In dem handgeschriebenen Brief habe Agca auch von einem Angebot des Vatikan geschrieben, zum Katholizismus überzutreten, berichtete „Hürriyet“ weiter. Zwei Jahre nach seinen Schüssen auf Papst Johannes-Paul II. auf dem Petersplatz habe der Vatikan ihn zum Katholiken und Kardinal machen und dafür 50 Millionen Dollar zahlen wollen. Er habe abgelehnt. Zudem habe sich Agca in dem Brief als „Messias“ bezeichnet.

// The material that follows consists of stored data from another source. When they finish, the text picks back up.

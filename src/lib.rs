//! Real-time background blur and replacement for camera streams.
//!
//! An [`EffectTrackController`] pulls frames from an [`InputTrack`], runs a
//! person segmentation model through an [`InferenceBackend`], composites the
//! result on the GPU (or on the CPU when no adapter is usable) and feeds an
//! [`OutputTrack`].

pub mod capture;
pub mod config;
pub mod controller;
pub mod error;
pub mod output;
pub mod pipeline;
pub mod scheduler;
pub mod segmentation;
pub mod track;

pub use config::{BackgroundConfig, BlendMode, EffectOptions, PipelineChoice, SegmentationDims};
pub use controller::EffectTrackController;
pub use error::{BackendError, EffectError};
pub use segmentation::InferenceBackend;
pub use track::{InputTrack, OutputTrack, ReadyState, VideoSettings};
//! Rendering strategies that turn a camera frame plus a person mask into the
//! output surface.

mod background;
mod composite;
mod fallback;
pub mod gpu;

pub use background::{BackgroundImage, CoverCrop};
pub use composite::{draw, CompositeOp};
pub use fallback::FallbackPipeline;
pub use gpu::AcceleratedPipeline;

use crate::config::{BackgroundConfig, EffectOptions, PipelineChoice};
use crate::error::EffectError;
use crate::segmentation::InferenceBackend;
use anyhow::Result;
use image::RgbImage;

#[derive(Debug, Clone, Copy, PartialEq, Eq)]
pub enum PipelineKind {
    Accelerated,
    Fallback,
}

/// Result of one successful `render()`.
#[derive(Debug, Clone, Copy, PartialEq, Eq)]
pub enum RenderOutcome {
    /// The surface holds a new frame
    Presented,
    /// The surface was left untouched (background not ready yet)
    Skipped,
}

/// A complete per-frame rendering strategy.
pub trait Pipeline {
    fn kind(&self) -> PipelineKind;

    /// Segment `frame` with `backend` and composite it onto the surface
    fn render(&mut self, frame: &RgbImage, backend: &mut dyn InferenceBackend)
        -> Result<RenderOutcome>;

    /// The output drawing surface, at source resolution
    fn surface(&self) -> &RgbImage;

    /// Release every owned resource. Idempotent.
    fn cleanup(&mut self);
}

/// Everything a pipeline needs at construction.
#[derive(Debug, Clone)]
pub struct PipelineConfig {
    pub width: u32,
    pub height: u32,
    pub background: BackgroundConfig,
    pub options: EffectOptions,
}

/// Build the pipeline `config.options.pipeline` asks for
pub fn create_pipeline(config: &PipelineConfig) -> Result<Box<dyn Pipeline>, EffectError> {
    select_pipeline(
        config.options.pipeline,
        || Ok(Box::new(AcceleratedPipeline::new(config)?) as Box<dyn Pipeline>),
        || Ok(Box::new(FallbackPipeline::new(config)?) as Box<dyn Pipeline>),
    )
}

/// Pick a pipeline per `choice`; `Auto` tries `accelerated` and falls back
/// on any construction error.
pub fn select_pipeline<A, F>(
    choice: PipelineChoice,
    accelerated: A,
    fallback: F,
) -> Result<Box<dyn Pipeline>, EffectError>
where
    A: FnOnce() -> Result<Box<dyn Pipeline>>,
    F: FnOnce() -> Result<Box<dyn Pipeline>>,
{
    let construction = |kind: &str, err: anyhow::Error| {
        EffectError::Construction(format!("{} pipeline unavailable: {:#}", kind, err))
    };

    match choice {
        PipelineChoice::Accelerated => {
            accelerated().map_err(|err| construction("accelerated", err))
        }
        PipelineChoice::Fallback => fallback().map_err(|err| construction("fallback", err)),
        PipelineChoice::Auto => match accelerated() {
            Ok(pipeline) => Ok(pipeline),
            Err(err) => {
                tracing::warn!(
                    "Accelerated pipeline unavailable, using fallback: {:#}",
                    err
                );
                fallback().map_err(|fallback_err| {
                    EffectError::Construction(format!(
                        "no usable rendering context (accelerated: {:#}; fallback: {:#})",
                        err, fallback_err
                    ))
                })
            }
        },
    }
}
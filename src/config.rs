//! Effect configuration shared by the controller and both pipelines.

use std::time::Duration;

/// Number of colour channels the segmentation model consumes.
pub const INPUT_CHANNELS: usize = 3;

/// Resolution the segmentation model runs at.
#[derive(Debug, Clone, Copy, PartialEq, Eq)]
pub struct SegmentationDims {
    pub width: u32,
    pub height: u32,
}

impl SegmentationDims {
    pub const fn new(width: u32, height: u32) -> Self {
        Self { width, height }
    }

    /// Number of mask pixels
    pub fn pixels(&self) -> usize {
        self.width as usize * self.height as usize
    }

    /// Length of the model input region in floats
    pub fn input_len(&self) -> usize {
        self.pixels() * INPUT_CHANNELS
    }
}

impl Default for SegmentationDims {
    /// Landscape selfie segmentation resolution
    fn default() -> Self {
        Self::new(256, 144)
    }
}

/// What goes behind the person.
#[derive(Debug, Clone, PartialEq, Eq)]
pub enum BackgroundConfig {
    Blur,
    /// Still image, given as a filesystem path or `file://` URL
    Image(String),
}

/// How light from the background image bleeds over the person's edges.
#[derive(Debug, Clone, Copy, PartialEq, Eq, Default)]
pub enum BlendMode {
    #[default]
    Screen,
    LinearDodge,
}

impl BlendMode {
    /// Shader-side selector: 1.0 picks linear dodge, 0.0 picks screen
    pub fn weight(self) -> f32 {
        match self {
            BlendMode::Screen => 0.0,
            BlendMode::LinearDodge => 1.0,
        }
    }
}

/// Which rendering strategy the controller may use.
#[derive(Debug, Clone, Copy, PartialEq, Eq, Default)]
pub enum PipelineChoice {
    /// Accelerated first, CPU fallback on any construction error
    #[default]
    Auto,
    Accelerated,
    Fallback,
}

/// Tunables for one background effect instance.
#[derive(Debug, Clone)]
pub struct EffectOptions {
    pub segmentation: SegmentationDims,
    pub pipeline: PipelineChoice,
    /// Overrides the input track's frame rate as the loop target
    pub target_fps: Option<f32>,
    /// Mask values mapped through `smoothstep(low, high, mask)`
    pub coverage: (f32, f32),
    /// Spatial sigma of the bilateral filter, in segmentation pixels
    pub sigma_space: f32,
    pub sigma_color: f32,
    pub light_wrapping: f32,
    pub blend_mode: BlendMode,
    /// Background blur of the CPU path, in output pixels
    pub background_blur: f32,
    /// Mask edge softening of the CPU path for blurred backgrounds
    pub mask_blur: f32,
    /// Mask edge softening of the CPU path for image backgrounds
    pub image_mask_blur: f32,
    /// Upper bound for each backend load attempt
    pub backend_timeout: Duration,
}

impl Default for EffectOptions {
    fn default() -> Self {
        Self {
            segmentation: SegmentationDims::default(),
            pipeline: PipelineChoice::Auto,
            target_fps: None,
            coverage: (0.5, 0.75),
            sigma_space: 1.0,
            sigma_color: 0.1,
            light_wrapping: 0.3,
            blend_mode: BlendMode::Screen,
            background_blur: 25.0,
            mask_blur: 8.0,
            image_mask_blur: 4.0,
            backend_timeout: Duration::from_millis(1000),
        }
    }
}

impl EffectOptions {
    /// Mask softening for the given background on the CPU path
    pub fn mask_blur_for(&self, background: &BackgroundConfig) -> f32 {
        match background {
            BackgroundConfig::Blur => self.mask_blur,
            BackgroundConfig::Image(_) => self.image_mask_blur,
        }
    }
}

#[cfg(test)]
mod tests {
    use super::*;

    #[test]
    fn default_dims_match_landscape_model() {
        let dims = SegmentationDims::default();
        assert_eq!(dims.pixels(), 256 * 144);
        assert_eq!(dims.input_len(), 256 * 144 * 3);
    }

    #[test]
    fn image_backgrounds_soften_less() {
        let options = EffectOptions::default();
        let image = BackgroundConfig::Image("bg.png".into());
        assert!(options.mask_blur_for(&image) < options.mask_blur_for(&BackgroundConfig::Blur));
    }
}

Die am Mittwoch erscheinende italienische Zeitschrift „Gente“ berichtete unterdessen im Voraus, Agca verhandle mit Hollywood, um einen Film zu drehen, in dem er sich selbst spielen solle. Er verlange für seinen Filmauftritt acht Millionen Dollar (6,63 Mio. Euro). Dafür soll er sich verpflichten, die Hintergründe des Anschlags auf Johannes Paul II. zu klären, so „Gente“.

Eine Filmgesellschaft, die nicht genannt wurde, habe Agcas Rechtsanwalt Mustafa Demirbag bereits 500.000 Dollar gezahlt. Der Papst-Attentäter plane eine Reise nach Mexiko, wo einige Szene des Filmes gedreht werden sollten, berichtete „Gente“. Wegen der Reise nach Mexiko habe Agca ein TV-Exklusivinterview abgesagt, für das er 600.000 Dollar kassiert hätte.

Agca hatte Johannes Paul II. am 13. Mai 1981 auf dem Petersplatz in Rom niedergeschossen und lebensgefährlich verletzt. Das Opfer hatte seinen Attentäter später im Gefängnis besucht und ihm verziehen.